_ASSIGNED TASK_: Repeat the lines of the data exactly, from the first one through the one that contains "CREATE TABLE IF NOT EXISTS spend_ledger".

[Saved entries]
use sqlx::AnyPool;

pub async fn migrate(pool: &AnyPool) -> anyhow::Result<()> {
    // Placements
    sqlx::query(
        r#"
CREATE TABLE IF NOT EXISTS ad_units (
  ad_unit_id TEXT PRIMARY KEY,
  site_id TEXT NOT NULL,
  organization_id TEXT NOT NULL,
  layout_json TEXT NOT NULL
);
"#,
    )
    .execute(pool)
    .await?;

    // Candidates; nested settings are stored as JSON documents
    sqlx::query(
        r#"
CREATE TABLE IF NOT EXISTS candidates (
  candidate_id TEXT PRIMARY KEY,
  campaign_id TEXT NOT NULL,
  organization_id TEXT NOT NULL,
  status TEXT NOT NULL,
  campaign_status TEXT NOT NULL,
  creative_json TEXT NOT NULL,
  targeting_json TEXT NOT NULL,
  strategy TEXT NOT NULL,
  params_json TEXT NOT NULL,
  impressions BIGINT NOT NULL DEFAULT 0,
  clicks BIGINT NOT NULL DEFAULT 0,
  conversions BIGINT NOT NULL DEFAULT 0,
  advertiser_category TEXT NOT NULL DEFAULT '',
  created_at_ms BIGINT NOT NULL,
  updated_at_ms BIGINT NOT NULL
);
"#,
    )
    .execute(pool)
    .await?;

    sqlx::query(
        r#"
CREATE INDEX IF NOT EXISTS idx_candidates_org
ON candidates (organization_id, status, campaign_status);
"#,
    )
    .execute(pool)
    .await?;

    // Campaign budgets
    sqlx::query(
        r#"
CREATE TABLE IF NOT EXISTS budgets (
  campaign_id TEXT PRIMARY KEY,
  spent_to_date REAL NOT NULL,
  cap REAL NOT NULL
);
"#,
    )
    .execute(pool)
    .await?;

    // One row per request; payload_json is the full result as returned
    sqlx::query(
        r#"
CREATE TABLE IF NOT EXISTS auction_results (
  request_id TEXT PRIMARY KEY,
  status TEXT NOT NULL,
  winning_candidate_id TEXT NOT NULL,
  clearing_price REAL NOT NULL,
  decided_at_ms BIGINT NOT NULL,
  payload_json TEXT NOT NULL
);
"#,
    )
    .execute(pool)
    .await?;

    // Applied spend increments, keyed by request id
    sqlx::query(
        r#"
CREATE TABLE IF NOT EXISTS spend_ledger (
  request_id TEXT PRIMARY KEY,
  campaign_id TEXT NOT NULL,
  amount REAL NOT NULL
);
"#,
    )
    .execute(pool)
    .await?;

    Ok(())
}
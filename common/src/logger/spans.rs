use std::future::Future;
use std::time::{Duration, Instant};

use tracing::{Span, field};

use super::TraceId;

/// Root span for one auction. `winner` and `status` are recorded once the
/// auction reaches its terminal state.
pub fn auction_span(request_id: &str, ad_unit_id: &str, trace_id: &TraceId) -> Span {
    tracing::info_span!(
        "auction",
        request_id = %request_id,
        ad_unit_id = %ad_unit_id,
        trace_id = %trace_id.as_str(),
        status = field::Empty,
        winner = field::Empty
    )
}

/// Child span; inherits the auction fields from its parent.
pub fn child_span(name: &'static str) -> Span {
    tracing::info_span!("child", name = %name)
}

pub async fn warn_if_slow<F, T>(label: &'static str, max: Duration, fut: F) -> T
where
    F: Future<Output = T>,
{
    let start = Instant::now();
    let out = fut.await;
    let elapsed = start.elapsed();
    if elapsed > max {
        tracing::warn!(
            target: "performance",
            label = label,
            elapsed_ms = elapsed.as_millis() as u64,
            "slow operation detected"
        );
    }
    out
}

_TASK SOLUTION_:
use sqlx::AnyPool;

pub async fn migrate(pool: &AnyPool) -> anyhow::Result<()> {
    // Placements
    sqlx::query(
        r#"
CREATE TABLE IF NOT EXISTS ad_units (
  ad_unit_id TEXT PRIMARY KEY,
  site_id TEXT NOT NULL,
  organization_id TEXT NOT NULL,
  layout_json TEXT NOT NULL
);
"#,
    )
    .execute(pool)
    .await?;

    // Candidates; nested settings are stored as JSON documents
    sqlx::query(
        r#"
CREATE TABLE IF NOT EXISTS candidates (
  candidate_id TEXT PRIMARY KEY,
  campaign_id TEXT NOT NULL,
  organization_id TEXT NOT NULL,
  status TEXT NOT NULL,
  campaign_status TEXT NOT NULL,
  creative_json TEXT NOT NULL,
  targeting_json TEXT NOT NULL,
  strategy TEXT NOT NULL,
  params_json TEXT NOT NULL,
  impressions BIGINT NOT NULL DEFAULT 0,
  clicks BIGINT NOT NULL DEFAULT 0,
  conversions BIGINT NOT NULL DEFAULT 0,
  advertiser_category TEXT NOT NULL DEFAULT '',
  created_at_ms BIGINT NOT NULL,
  updated_at_ms BIGINT NOT NULL
);
"#,
    )
    .execute(pool)
    .await?;

    sqlx::query(
        r#"
CREATE INDEX IF NOT EXISTS idx_candidates_org
ON candidates (organization_id, status, campaign_status);
"#,
    )
    .execute(pool)
    .await?;

    // Campaign budgets
    sqlx::query(
        r#"
CREATE TABLE IF NOT EXISTS budgets (
  campaign_id TEXT PRIMARY KEY,
  spent_to_date REAL NOT NULL,
  cap REAL NOT NULL
);
"#,
    )
    .execute(pool)
    .await?;

    // One row per request; payload_json is the full result as returned
    sqlx::query(
        r#"
CREATE TABLE IF NOT EXISTS auction_results (
  request_id TEXT PRIMARY KEY,
  status TEXT NOT NULL,
  winning_candidate_id TEXT NOT NULL,
  clearing_price REAL NOT NULL,
  decided_at_ms BIGINT NOT NULL,
  payload_json TEXT NOT NULL
);
"#,
    )
    .execute(pool)
    .await?;

    // Applied spend increments, keyed by request id
    sqlx::query(
        r#"
CREATE TABLE IF NOT EXISTS spend_ledger (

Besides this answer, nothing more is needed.